[Exercise aim]
Find the string "https" in the records and copy each line where it occurs.

Entries taken from a collection:
- - - - - - -
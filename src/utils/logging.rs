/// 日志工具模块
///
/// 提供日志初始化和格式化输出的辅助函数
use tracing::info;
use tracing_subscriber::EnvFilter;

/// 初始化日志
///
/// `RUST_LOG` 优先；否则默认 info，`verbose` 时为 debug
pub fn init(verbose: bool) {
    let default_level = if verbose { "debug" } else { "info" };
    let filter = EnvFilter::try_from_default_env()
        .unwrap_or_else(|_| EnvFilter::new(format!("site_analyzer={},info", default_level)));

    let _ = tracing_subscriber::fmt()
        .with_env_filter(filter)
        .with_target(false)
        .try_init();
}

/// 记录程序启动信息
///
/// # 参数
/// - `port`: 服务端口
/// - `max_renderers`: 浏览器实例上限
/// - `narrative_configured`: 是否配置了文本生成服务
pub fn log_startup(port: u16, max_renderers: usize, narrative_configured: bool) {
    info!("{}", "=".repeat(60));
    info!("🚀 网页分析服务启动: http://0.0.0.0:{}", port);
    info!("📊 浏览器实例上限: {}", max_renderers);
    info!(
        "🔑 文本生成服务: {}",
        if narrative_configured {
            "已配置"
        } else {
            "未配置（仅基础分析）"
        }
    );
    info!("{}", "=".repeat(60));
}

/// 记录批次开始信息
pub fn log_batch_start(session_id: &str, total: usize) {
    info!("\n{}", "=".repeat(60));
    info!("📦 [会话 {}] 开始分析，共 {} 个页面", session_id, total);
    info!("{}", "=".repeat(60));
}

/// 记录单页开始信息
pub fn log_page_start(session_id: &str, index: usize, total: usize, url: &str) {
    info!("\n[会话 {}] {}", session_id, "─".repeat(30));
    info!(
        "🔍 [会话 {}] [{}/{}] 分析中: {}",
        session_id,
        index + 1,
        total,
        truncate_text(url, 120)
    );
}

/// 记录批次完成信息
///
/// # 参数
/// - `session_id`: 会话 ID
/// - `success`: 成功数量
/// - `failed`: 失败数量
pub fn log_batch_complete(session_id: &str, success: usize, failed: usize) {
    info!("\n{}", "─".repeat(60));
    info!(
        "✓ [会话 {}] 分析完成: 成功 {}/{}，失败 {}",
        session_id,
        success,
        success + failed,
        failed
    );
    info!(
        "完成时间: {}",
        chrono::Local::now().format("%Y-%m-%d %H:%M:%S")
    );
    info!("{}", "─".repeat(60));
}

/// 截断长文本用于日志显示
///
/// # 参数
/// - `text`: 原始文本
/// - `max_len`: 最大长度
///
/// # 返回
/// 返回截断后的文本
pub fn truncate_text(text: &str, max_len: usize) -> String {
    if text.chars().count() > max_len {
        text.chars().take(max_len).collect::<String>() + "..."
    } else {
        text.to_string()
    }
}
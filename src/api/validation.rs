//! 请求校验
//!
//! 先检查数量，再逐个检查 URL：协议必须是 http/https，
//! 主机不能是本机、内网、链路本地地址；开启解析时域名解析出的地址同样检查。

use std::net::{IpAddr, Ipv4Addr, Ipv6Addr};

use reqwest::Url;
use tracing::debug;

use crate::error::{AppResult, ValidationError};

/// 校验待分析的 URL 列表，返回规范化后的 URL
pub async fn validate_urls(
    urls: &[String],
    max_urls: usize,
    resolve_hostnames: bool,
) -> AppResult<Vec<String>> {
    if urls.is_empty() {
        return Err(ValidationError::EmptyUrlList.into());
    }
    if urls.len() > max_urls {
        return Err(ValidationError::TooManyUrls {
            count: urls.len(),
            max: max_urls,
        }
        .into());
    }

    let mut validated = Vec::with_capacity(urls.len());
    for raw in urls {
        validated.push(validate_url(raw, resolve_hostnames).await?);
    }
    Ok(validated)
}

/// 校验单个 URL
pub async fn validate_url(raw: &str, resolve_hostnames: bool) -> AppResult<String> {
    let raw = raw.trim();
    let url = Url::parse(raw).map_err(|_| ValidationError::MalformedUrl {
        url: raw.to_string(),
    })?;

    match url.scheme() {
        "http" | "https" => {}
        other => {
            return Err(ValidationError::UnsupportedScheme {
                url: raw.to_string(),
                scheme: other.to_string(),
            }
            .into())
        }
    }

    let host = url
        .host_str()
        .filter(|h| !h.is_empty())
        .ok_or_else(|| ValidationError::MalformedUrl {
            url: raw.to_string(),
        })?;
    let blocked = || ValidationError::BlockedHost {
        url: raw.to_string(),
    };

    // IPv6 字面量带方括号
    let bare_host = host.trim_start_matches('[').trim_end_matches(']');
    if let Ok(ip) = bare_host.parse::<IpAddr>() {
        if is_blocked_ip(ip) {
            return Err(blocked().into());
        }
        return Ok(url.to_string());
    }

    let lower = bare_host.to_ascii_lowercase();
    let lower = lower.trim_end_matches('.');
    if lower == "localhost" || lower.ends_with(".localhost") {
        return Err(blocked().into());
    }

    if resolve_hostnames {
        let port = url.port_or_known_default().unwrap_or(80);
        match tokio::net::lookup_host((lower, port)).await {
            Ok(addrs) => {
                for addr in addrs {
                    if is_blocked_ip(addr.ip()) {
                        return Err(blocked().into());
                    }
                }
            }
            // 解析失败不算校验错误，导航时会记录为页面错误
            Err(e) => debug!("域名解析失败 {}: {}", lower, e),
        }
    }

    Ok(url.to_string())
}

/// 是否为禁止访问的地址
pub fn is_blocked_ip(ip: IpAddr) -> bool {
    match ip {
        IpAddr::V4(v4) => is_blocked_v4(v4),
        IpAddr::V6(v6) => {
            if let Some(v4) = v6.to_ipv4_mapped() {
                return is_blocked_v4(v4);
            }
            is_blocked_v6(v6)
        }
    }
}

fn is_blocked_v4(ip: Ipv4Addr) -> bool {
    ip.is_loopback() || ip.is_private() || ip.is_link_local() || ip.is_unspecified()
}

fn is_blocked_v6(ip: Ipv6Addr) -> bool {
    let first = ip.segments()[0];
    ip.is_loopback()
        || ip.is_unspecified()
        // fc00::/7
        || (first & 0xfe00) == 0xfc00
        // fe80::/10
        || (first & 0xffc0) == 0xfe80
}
- - - - - - -
[Result for this exercise]
//! 先检查数量，再逐个检查 URL：协议必须是 http/https，
        "http" | "https" => {}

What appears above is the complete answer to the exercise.